In June 2019, CFS commenced its action against HL and Horton, seeking to recover amounts allegedly owed by those parties pursuant to loan documents executed in connection with the financing of the sale of logging equipment to HL. HL and Horton did not answer the complaint, and, on September 6, 2019, the trial court entered a default judgment against them.
On October 4, 2019, HL and Horton moved the trial court for relief from the default judgment. They cited Rule 55(c), Ala. R. Civ. P., which authorizes trial courts to set aside a default judgment on the motion of a party filed within 30 days after the entry of the judgment, and Rule 60(b), Ala. R. Civ. P., which authorizes trial courts to grant relief from a judgment for various reasons. HL and Horton alleged in their motion that they “have meritorious defenses against the claims of [CFS].” They did not, however, mention the other two factors relevant to motions to set aside a default judgment identified in Kirtland v. Fort Morgan Authority Sewer Service, Inc., 524 So. 2d 600, 604-05 (Ala. 1988), namely, whether the plaintiff will be unfairly prejudiced if the default judgment is set aside and whether the default judgment resulted from the defendant's own culpable conduct.
Nearly a year later, on August 3, 2020, after multiple continuances and after counsel for HL and Horton withdrew from the matter, the trial court held a virtual hearing. However, at some point during that hearing, the trial court rescheduled the matter for another virtual hearing on September 2, 2020. On the day of the rescheduled hearing, the trial court entered an order stating: “[HL and Horton] failed to appear [at the hearing] and therefore the motion [for relief from the default judgment] is denied.”
HL and Horton did not appeal from the trial court's September 2, 2020, order. Instead, they filed another motion under Rule 60(b) asking the trial court to reconsider and set aside the September 2020 order and to reset the motion for relief from the default judgment for another hearing. In support of the second Rule 60(b) motion, Horton submitted an affidavit stating that, after he attended the August 3, 2020, virtual hearing, he attempted to contact his former attorney “multiple times to no avail,” that he attempted to contact other attorneys in an effort to retain new counsel, and that he attempted to participate in the September 2, 2020, virtual hearing but “was unable to successfully connect.” Finally, Horton averred in his affidavit that he “believe[d] that [he had] multiple meritorious defenses” to CFS's claims and that “neither party would be prejudiced by setting aside the September 2, 2020, order.” HL and Horton also filed a motion to stay CFS's efforts at garnishment.

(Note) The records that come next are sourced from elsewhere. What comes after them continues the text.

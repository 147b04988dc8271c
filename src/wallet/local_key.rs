//! Local key file backend
//!
//! Loads a private key from a JSON key file (`{"privateKey": "0x..", "address": "0x.."}`)
//! and signs in-process.

use super::{effective_chains, evm_target, wait_for_receipt, SecureWallet, TxReceiptSummary, TxRequest};
use super::{RECEIPT_MAX_ATTEMPTS, RECEIPT_POLL_INTERVAL};
use crate::chain::{self, EVM_SUPPORTED_CHAINS};
use crate::config::RpcConfig;
use crate::{Error, Result};
use alloy::primitives::{Address, B256};
use secrecy::SecretString;
use serde::Deserialize;
use std::path::{Path, PathBuf};
use std::sync::Arc;
use tokio::sync::OnceCell;

/// On-disk key file
#[derive(Deserialize)]
#[serde(rename_all = "camelCase")]
pub struct KeyFile {
    private_key: String,
    #[serde(default)]
    pub address: Option<String>,
}

impl KeyFile {
    pub async fn read(path: &Path) -> Result<Self> {
        let content = tokio::fs::read_to_string(path).await.map_err(|e| {
            if e.kind() == std::io::ErrorKind::NotFound {
                Error::NoCredentials(format!("Key file not found: {}", path.display()))
            } else {
                Error::Io(e)
            }
        })?;
        serde_json::from_str(&content)
            .map_err(|e| Error::Config(format!("Invalid key file {}: {}", path.display(), e)))
    }

    /// Build the signer, checking it against the recorded address if there is one
    pub fn into_wallet(self) -> Result<SecureWallet> {
        let wallet = SecureWallet::from_hex(&self.private_key)?;
        if let Some(recorded) = self.address.as_deref() {
            let recorded: Address = recorded
                .parse()
                .map_err(|e| Error::Config(format!("Invalid address in key file: {}", e)))?;
            if recorded != wallet.address() {
                return Err(Error::Config(format!(
                    "Key file address {} does not match its private key",
                    recorded
                )));
            }
        }
        Ok(wallet)
    }
}

/// Backend signing with a key read from a local file
#[derive(Debug, Clone)]
pub struct LocalKeyBackend {
    nickname: String,
    path: PathBuf,
    chains: Option<Vec<String>>,
    rpc: RpcConfig,
    wallet: Arc<OnceCell<SecureWallet>>,
}

impl LocalKeyBackend {
    pub fn new(
        nickname: impl Into<String>,
        path: impl Into<PathBuf>,
        chains: Option<Vec<String>>,
        rpc: RpcConfig,
    ) -> Self {
        Self {
            nickname: nickname.into(),
            path: path.into(),
            chains,
            rpc,
            wallet: Arc::new(OnceCell::new()),
        }
    }

    pub(crate) fn with_nickname(mut self, nickname: impl Into<String>) -> Self {
        self.nickname = nickname.into();
        self
    }

    pub fn nickname(&self) -> &str {
        &self.nickname
    }

    pub fn path(&self) -> &Path {
        &self.path
    }

    pub fn chain_restriction(&self) -> Option<&[String]> {
        self.chains.as_deref()
    }

    pub fn supported_chains(&self) -> Vec<String> {
        effective_chains(&self.chains, EVM_SUPPORTED_CHAINS)
    }

    /// Load the key file once; later calls reuse the signer
    async fn wallet(&self) -> Result<&SecureWallet> {
        self.wallet
            .get_or_try_init(|| async {
                let wallet = KeyFile::read(&self.path).await?.into_wallet()?;
                tracing::debug!(
                    nickname = %self.nickname,
                    address = %wallet.address(),
                    "Loaded local key"
                );
                Ok::<_, Error>(wallet)
            })
            .await
    }

    pub async fn address(&self) -> Result<Address> {
        Ok(self.wallet().await?.address())
    }

    pub async fn private_key(&self) -> Result<SecretString> {
        Ok(self.wallet().await?.private_key())
    }

    pub async fn is_ready(&self) -> bool {
        match self.wallet().await {
            Ok(_) => true,
            Err(e) => {
                tracing::debug!(nickname = %self.nickname, error = %e, "Local key not ready");
                false
            }
        }
    }

    pub async fn send_transaction(&self, tx: &TxRequest) -> Result<B256> {
        if !chain::contains_chain(&self.supported_chains(), tx.chain()) {
            return Err(Error::UnsupportedChain(format!(
                "{} is not enabled for wallet \"{}\"",
                tx.chain(),
                self.nickname
            )));
        }
        let (rpc_url, chain_id) = evm_target(&self.rpc, tx.chain())?;
        let wallet = self.wallet().await?;

        tracing::info!(
            nickname = %self.nickname,
            chain = %tx.chain(),
            to = %tx.to(),
            value = %tx.value(),
            "Sending transaction"
        );
        let hash = wallet.send_transaction(&rpc_url, chain_id, tx).await?;
        tracing::info!(nickname = %self.nickname, tx_hash = %hash, "Transaction broadcast");
        Ok(hash)
    }

    pub async fn wait_for_transaction(&self, hash: B256, chain_id: &str) -> Result<TxReceiptSummary> {
        let (rpc_url, _) = evm_target(&self.rpc, chain_id)?;
        wait_for_receipt(&rpc_url, hash, RECEIPT_POLL_INTERVAL, RECEIPT_MAX_ATTEMPTS).await
    }
}
//! On-disk cache of remote wallet addresses
//!
//! One small JSON file per wallet and address kind, `{"address", "timestamp"}`
//! with the timestamp in epoch milliseconds. Missing, stale or unreadable
//! entries are cache misses.

use chrono::Utc;
use serde::{Deserialize, Serialize};
use std::path::{Path, PathBuf};
use std::time::Duration;

pub const DEFAULT_MAX_AGE: Duration = Duration::from_secs(24 * 60 * 60);

#[derive(Debug, Clone, Copy, PartialEq, Eq)]
pub enum AddressKind {
    Evm,
    Solana,
}

#[derive(Debug, Serialize, Deserialize)]
struct CachedAddress {
    address: String,
    timestamp: i64,
}

#[derive(Debug, Clone)]
pub struct AddressCache {
    dir: PathBuf,
    max_age: Duration,
}

impl AddressCache {
    pub fn new(dir: impl Into<PathBuf>) -> Self {
        Self {
            dir: dir.into(),
            max_age: DEFAULT_MAX_AGE,
        }
    }

    pub fn with_max_age(mut self, max_age: Duration) -> Self {
        self.max_age = max_age;
        self
    }

    pub fn dir(&self) -> &Path {
        &self.dir
    }

    pub fn path(&self, nickname: &str, kind: AddressKind) -> PathBuf {
        let safe: String = nickname
            .chars()
            .map(|c| if c.is_ascii_alphanumeric() || c == '-' || c == '_' { c } else { '_' })
            .collect();
        let file = match kind {
            AddressKind::Evm => format!("bankr-{}-address.json", safe),
            AddressKind::Solana => format!("bankr-{}-solana-address.json", safe),
        };
        self.dir.join(file)
    }

    /// Cached address, if present and fresh
    pub async fn load(&self, nickname: &str, kind: AddressKind) -> Option<String> {
        let path = self.path(nickname, kind);
        let content = tokio::fs::read_to_string(&path).await.ok()?;
        let cached: CachedAddress = match serde_json::from_str(&content) {
            Ok(cached) => cached,
            Err(e) => {
                tracing::warn!(path = %path.display(), error = %e, "Ignoring unreadable address cache");
                return None;
            }
        };

        let age_ms = Utc::now().timestamp_millis().saturating_sub(cached.timestamp);
        if age_ms < 0 || age_ms as u128 >= self.max_age.as_millis() {
            tracing::debug!(nickname, ?kind, "Address cache is stale");
            return None;
        }
        Some(cached.address)
    }

    /// Best effort; failures are logged and otherwise ignored
    pub async fn store(&self, nickname: &str, kind: AddressKind, address: &str) {
        let path = self.path(nickname, kind);
        let entry = CachedAddress {
            address: address.to_string(),
            timestamp: Utc::now().timestamp_millis(),
        };

        let result = async {
            tokio::fs::create_dir_all(&self.dir).await?;
            let content = serde_json::to_string(&entry).map_err(std::io::Error::other)?;
            tokio::fs::write(&path, content).await
        }
        .await;

        match result {
            Ok(()) => tracing::debug!(path = %path.display(), "Cached wallet address"),
            Err(e) => tracing::warn!(path = %path.display(), error = %e, "Failed to cache wallet address"),
        }
    }
}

The trial court set the motion to stay garnishment for a hearing. Approximately two weeks after that hearing, on January 27, 2021, the trial court entered an order purporting to grant HL and Horton's second Rule 60(b) motion, without specifying its reasoning. Thereafter, CFS timely filed its mandamus petition. CFS argues that the second Rule 60(b) motion was a successive postjudgment motion that the trial court lacked jurisdiction to grant.
“A petition for the writ of mandamus is the proper method for securing review of a trial court's order granting a successive postjudgment motion. See Ex parte Keith, 771 So. 2d 1018 (Ala. 1998), and Ex parte Baker, 459 So. 2d 873 (Ala. 1984). ‘A writ of mandamus is an extraordinary remedy, and it will be “issued only when there is: (1) a clear legal right in the petitioner to the order sought; (2) an imperative duty upon the respondent to perform, accompanied by a refusal to do so; (3) the lack of another adequate remedy; and (4) properly invoked jurisdiction of the court.” ’ Ex parte P&H Constr. Co., 723 So. 2d 45, 47 (Ala. 1998) (quoting Ex parte United Serv. Stations, Inc., 628 So. 2d 501, 503 (Ala. 1993)).”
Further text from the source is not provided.